American Federation of Teachers also recently pledged to defend teachers who come under attack for teaching the truth about racism. AFT specifically stated their organizational and legal defense of teachers will include educators who use the 1619 Project, which ”aims to reframe the country’s history by placing the consequences of slavery and the contributions of black Americans at the very center of our national narrative.”
A socialist perspective
In any and all class societies, the most commonly held ideas are the ideas of the ruling class, and the United States is no exception. By and large, the education received by the U.S. working class is steeped in capitalist ideology. Conventional education tries to bury the bloody origins of our country, as well as the continuing efforts to use racism, sexism and bigotry to divide and subdue the entire working class.
Socialist activists and intellectuals have always fought to preserve the truth of U.S. history by demolishing the founding myths of empire that heroize war criminals like George Washington, a slave owner who was known by the Iroquois nations as the “Devourer of Villages.” Meanwhile, freedom fighters like Nat Turner are demonized as “terrorists.” Uncovering, analyzing and understanding the reality of U.S. history is an essential component of the ongoing development of a revolutionary U.S. working class.
2018 brought an upsurge in teacher activism across the country, with tens of thousands taking part in strikes and activism against right-wing assaults. These attacks have included attacks on teachers’ unions, budget cuts, and the siphoning off of public funds to charter schools and school vouchers. In addition to adverse impacts on public schools, these attacks made it harder for teachers and districts to address the numerous challenges created by the COVID-19 pandemic.

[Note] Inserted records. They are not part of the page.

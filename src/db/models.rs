use chrono::{DateTime, NaiveDateTime, Utc};
use serde::{Deserialize, Serialize};
use std::fmt;
use std::str::FromStr;

const STORE_TIMESTAMP_FORMAT: &str = "%Y-%m-%d %H:%M:%S%.6f";
const STORE_TIMESTAMP_PARSE: &str = "%Y-%m-%d %H:%M:%S%.f";

#[derive(Debug, Clone, Copy, PartialEq, Eq, Serialize, Deserialize)]
#[serde(rename_all = "lowercase")]
pub enum Role {
    User,
    Assistant,
}

impl Role {
    pub fn as_str(&self) -> &'static str {
        match self {
            Role::User => "user",
            Role::Assistant => "assistant",
        }
    }
}

impl fmt::Display for Role {
    fn fmt(&self, f: &mut fmt::Formatter<'_>) -> fmt::Result {
        f.write_str(self.as_str())
    }
}

impl FromStr for Role {
    type Err = String;

    fn from_str(s: &str) -> Result<Self, Self::Err> {
        match s {
            "user" => Ok(Role::User),
            "assistant" => Ok(Role::Assistant),
            other => Err(format!("unknown role '{}'", other)),
        }
    }
}

#[derive(Debug, Clone, Copy, PartialEq, Eq, Serialize, Deserialize)]
#[serde(rename_all = "lowercase")]
pub enum MessageStatus {
    Sending,
    Sent,
    Error,
}

impl MessageStatus {
    pub fn as_str(&self) -> &'static str {
        match self {
            MessageStatus::Sending => "sending",
            MessageStatus::Sent => "sent",
            MessageStatus::Error => "error",
        }
    }
}

impl FromStr for MessageStatus {
    type Err = String;

    fn from_str(s: &str) -> Result<Self, Self::Err> {
        match s {
            "sending" => Ok(MessageStatus::Sending),
            "sent" => Ok(MessageStatus::Sent),
            "error" => Ok(MessageStatus::Error),
            other => Err(format!("unknown status '{}'", other)),
        }
    }
}

/// One entry of a conversation. `id` is only ever set by the store.
#[derive(Debug, Clone, PartialEq, Serialize, Deserialize)]
pub struct ChatMessage {
    pub id: Option<String>,
    pub owner_id: String,
    pub body: String,
    pub sent_at: DateTime<Utc>,
    pub role: Role,
    pub status: MessageStatus,
}

impl ChatMessage {
    /// A local entry stamped with the current time and no id.
    pub fn new(owner_id: &str, body: &str, role: Role, status: MessageStatus) -> Self {
        Self {
            id: None,
            owner_id: owner_id.to_string(),
            body: body.to_string(),
            sent_at: Utc::now(),
            role,
            status,
        }
    }
}

/// A saved copy of a whole conversation, kept apart from the live history.
#[derive(Debug, Clone, PartialEq, Serialize, Deserialize)]
pub struct Conversation {
    pub id: Option<String>,
    pub owner_id: String,
    pub messages: Vec<ChatMessage>,
    pub created_at: DateTime<Utc>,
    pub last_activity: DateTime<Utc>,
    pub title: Option<String>,
}

impl Conversation {
    /// Dates come from the first and last message; an empty conversation
    /// is stamped with the current time.
    pub fn from_messages(owner_id: &str, mut messages: Vec<ChatMessage>, title: Option<String>) -> Self {
        sort_by_sent_at(&mut messages);
        let now = Utc::now();
        Self {
            id: None,
            owner_id: owner_id.to_string(),
            created_at: messages.first().map_or(now, |m| m.sent_at),
            last_activity: messages.last().map_or(now, |m| m.sent_at),
            messages,
            title: title.filter(|t| !t.trim().is_empty()),
        }
    }
}

pub fn sort_by_sent_at(messages: &mut [ChatMessage]) {
    messages.sort_by_key(|m| m.sent_at);
}

pub fn to_store_timestamp(ts: &DateTime<Utc>) -> String {
    ts.naive_utc().format(STORE_TIMESTAMP_FORMAT).to_string()
}

pub fn from_store_timestamp(raw: &str) -> Option<DateTime<Utc>> {
    NaiveDateTime::parse_from_str(raw.trim(), STORE_TIMESTAMP_PARSE)
        .ok()
        .map(|naive| naive.and_utc())
}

At the same time, COVID-19 demonstrated the key role teachers play — without teachers, society cannot run effectively. This means that the upswing in teacher activism and organization will continue to be one of the major levers of social mobilization in the current period. The revolt against racism which swept the country in the aftermath of the police lynching of George Floyd has profoundly impacted the education justice movement. Teachers across the country are linking up the struggle for economic justice with the struggle for social justice. In doing so, they are rejecting racist, pro-war, and anti-communist curricula.
The struggle ahead
The ability of teachers to organize within their unions to fight back against the recent tide of racist anti-union reaction will be key towards continued strides towards justice this school year.
- Review any articles in your union contract that address academic freedom and be prepared to raise them when needed. Contact your union site leader or union leadership for advice and support. If you do not have a union, reach out to one in your state to seek advice.
- If there are teachers facing discipline or dismissal for teaching lessons on “Critical Race Theory,” against sexism or anti-LGBTQ bigory, organize solidarity campaigns to support their immediate reinstatement.
- Mobilize teachers to defend anti-racist and anti-biogtry educators and curricula through sign-on letters defending those under attack. Organize street protests to pressure reactionary school boards to rescind any imposed restrictions on teaching culturally-responsive and anti-racist lessons.
- In your union, support and participate in social justice caucuses and committees.
- Participate with your union to elect anti-racist, progressive, and socialist school board members.